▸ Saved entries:
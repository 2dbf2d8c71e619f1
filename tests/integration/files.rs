use bytes::Bytes;

use fanout_core::chunk::Chunk;
use fanout_core::crypto::checksum;
use fanout_services::{Assembler, ChunkTransport, TcpTransport};

use crate::*;

const MIB: usize = 1024 * 1024;

/// 10 MiB over two nodes with 4 MiB − 500 B chunks and three workers.
#[tokio::test(flavor = "multi_thread", worker_threads = 4)]
async fn test_ten_mib_round_trip() {
    let dir = TestDir::new("ten-mib");
    let input = write_input(dir.path(), "payload.bin", 10 * MIB);
    let node_a = TestReceiver::start(&dir.path().join("node-a")).await.unwrap();
    let node_b = TestReceiver::start(&dir.path().join("node-b")).await.unwrap();

    let sent = send_file(
        &input,
        4 * MIB - 500,
        fast_config(&[&node_a.addr, &node_b.addr], 3, 3),
    )
    .await
    .unwrap();

    assert_eq!(sent.total, 3);
    assert_eq!(sent.summary.delivered, 3);
    assert_eq!(sent.summary.failed, 0);
    assert_eq!(sent.progress, 3);
    assert!(node_a.received.is_complete(&sent.file_id));

    // First attempts all target the first node.
    let prefix = dir.path().join("out").join("restored");
    let summary = Assembler::from_store(node_a.store.clone())
        .assemble_all(&prefix)
        .unwrap();
    assert!(summary.is_success(), "{:?}", summary.failed);
    let report = &summary.assembled[0];
    assert_eq!(report.file_id, sent.file_id);
    assert_eq!(report.file_name.as_deref(), Some("payload.bin"));
    assert_eq!(report.bytes, (10 * MIB) as u64);

    let original = std::fs::read(&input).unwrap();
    assert_eq!(report.checksum, checksum(&original));
    assert_eq!(std::fs::read(&report.output).unwrap(), original);

    node_a.stop().await.unwrap();
    node_b.stop().await.unwrap();
}

/// Many small chunks, more than the queue holds, reassemble byte-for-byte.
#[tokio::test(flavor = "multi_thread", worker_threads = 4)]
async fn test_many_chunks_with_backpressure() {
    let dir = TestDir::new("many");
    let input = write_input(dir.path(), "notes.txt", 100_000);
    let node = TestReceiver::start(&dir.path().join("node")).await.unwrap();

    let sent = send_file(&input, 4096, fast_config(&[&node.addr], 3, 4)).await.unwrap();
    assert_eq!(sent.total, 25);
    assert_eq!(sent.summary.delivered, 25);
    assert_eq!(node.store.count(), 25);

    let summary = Assembler::from_store(node.store.clone())
        .assemble_all(&dir.path().join("restored"))
        .unwrap();
    assert_eq!(
        std::fs::read(&summary.assembled[0].output).unwrap(),
        std::fs::read(&input).unwrap()
    );

    node.stop().await.unwrap();
}

/// Two transfers into one directory assemble as two independent files.
#[tokio::test(flavor = "multi_thread", worker_threads = 4)]
async fn test_two_files_share_a_node() {
    let dir = TestDir::new("two-files");
    let first = write_input(dir.path(), "first.bin", 9_000);
    let second = write_input(dir.path(), "second.bin", 5_000);
    let node = TestReceiver::start(&dir.path().join("node")).await.unwrap();

    let a = send_file(&first, 1000, fast_config(&[&node.addr], 2, 2)).await.unwrap();
    let b = send_file(&second, 1000, fast_config(&[&node.addr], 2, 2)).await.unwrap();
    assert_ne!(a.file_id, b.file_id);
    assert_eq!(node.received.file_count(), 2);

    let summary = Assembler::from_store(node.store.clone())
        .assemble_all(&dir.path().join("restored"))
        .unwrap();
    assert_eq!(summary.assembled.len(), 2);
    for report in &summary.assembled {
        let source = if report.file_id == a.file_id { &first } else { &second };
        assert_eq!(report.checksum, checksum(&std::fs::read(source).unwrap()));
    }

    node.stop().await.unwrap();
}

/// Re-sending a chunk leaves exactly one identical file.
#[tokio::test(flavor = "multi_thread", worker_threads = 2)]
async fn test_redelivery_is_idempotent() {
    let dir = TestDir::new("redeliver");
    let node = TestReceiver::start(&dir.path().join("node")).await.unwrap();
    let transport = TcpTransport::new(Duration::from_secs(5));

    let chunk = Chunk::new("redeliver-01", 0, 2, Bytes::from_static(b"same bytes"), "r.bin");
    for _ in 0..3 {
        let ack = transport.send_chunk(&node.addr, &chunk).await.unwrap();
        assert!(ack.success, "{}", ack.message);
        assert_eq!(ack.message, "chunk received");
    }

    assert_eq!(node.store.count(), 1);
    assert_eq!(node.received.received_count("redeliver-01"), 1);
    let stored = node.store.get("redeliver-01", 0).unwrap().unwrap();
    assert_eq!(checksum(&stored), chunk.checksum);

    node.stop().await.unwrap();
}

#[tokio::test(flavor = "multi_thread", worker_threads = 2)]
async fn test_empty_file_sends_nothing() {
    let dir = TestDir::new("empty");
    let input = write_input(dir.path(), "empty.bin", 0);
    let node = TestReceiver::start(&dir.path().join("node")).await.unwrap();

    let sent = send_file(&input, 4096, fast_config(&[&node.addr], 2, 1)).await.unwrap();
    assert_eq!(sent.total, 0);
    assert_eq!(sent.summary.delivered, 0);
    assert_eq!(node.store.count(), 0);

    node.stop().await.unwrap();
}

#[tokio::test(flavor = "multi_thread", worker_threads = 2)]
async fn test_health_probe() {
    let dir = TestDir::new("health");
    let node = TestReceiver::start(&dir.path().join("node")).await.unwrap();
    let transport = TcpTransport::new(Duration::from_secs(5));

    assert!(transport.health_check(&node.addr).await.unwrap());
    let dead = dead_node().await;
    assert!(transport.health_check(&dead).await.unwrap_err().is_transport());

    node.stop().await.unwrap();
}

▸ REQUIREMENT: Every line from the one that contains "assert_eq!(node.store.count(), 1);" down to and including the last line of the records above must be set down exactly, with nothing else.

▸ ANSWER FOR THIS EXERCISE:
    assert_eq!(node.store.count(), 1);
    assert_eq!(node.received.received_count("redeliver-01"), 1);
    let stored = node.store.get("redeliver-01", 0).unwrap().unwrap();
    assert_eq!(checksum(&stored), chunk.checksum);

    node.stop().await.unwrap();
}

#[tokio::test(flavor = "multi_thread", worker_threads = 2)]
async fn test_empty_file_sends_nothing() {
    let dir = TestDir::new("empty");
    let input = write_input(dir.path(), "empty.bin", 0);
    let node = TestReceiver::start(&dir.path().join("node")).await.unwrap();

    let sent = send_file(&input, 4096, fast_config(&[&node.addr], 2, 1)).await.unwrap();
    assert_eq!(sent.total, 0);
    assert_eq!(sent.summary.delivered, 0);
    assert_eq!(node.store.count(), 0);

    node.stop().await.unwrap();
}

#[tokio::test(flavor = "multi_thread", worker_threads = 2)]
async fn test_health_probe() {
    let dir = TestDir::new("health");
    let node = TestReceiver::start(&dir.path().join("node")).await.unwrap();
    let transport = TcpTransport::new(Duration::from_secs(5));

    assert!(transport.health_check(&node.addr).await.unwrap());
    let dead = dead_node().await;
    assert!(transport.health_check(&dead).await.unwrap_err().is_transport());

    node.stop().await.unwrap();
}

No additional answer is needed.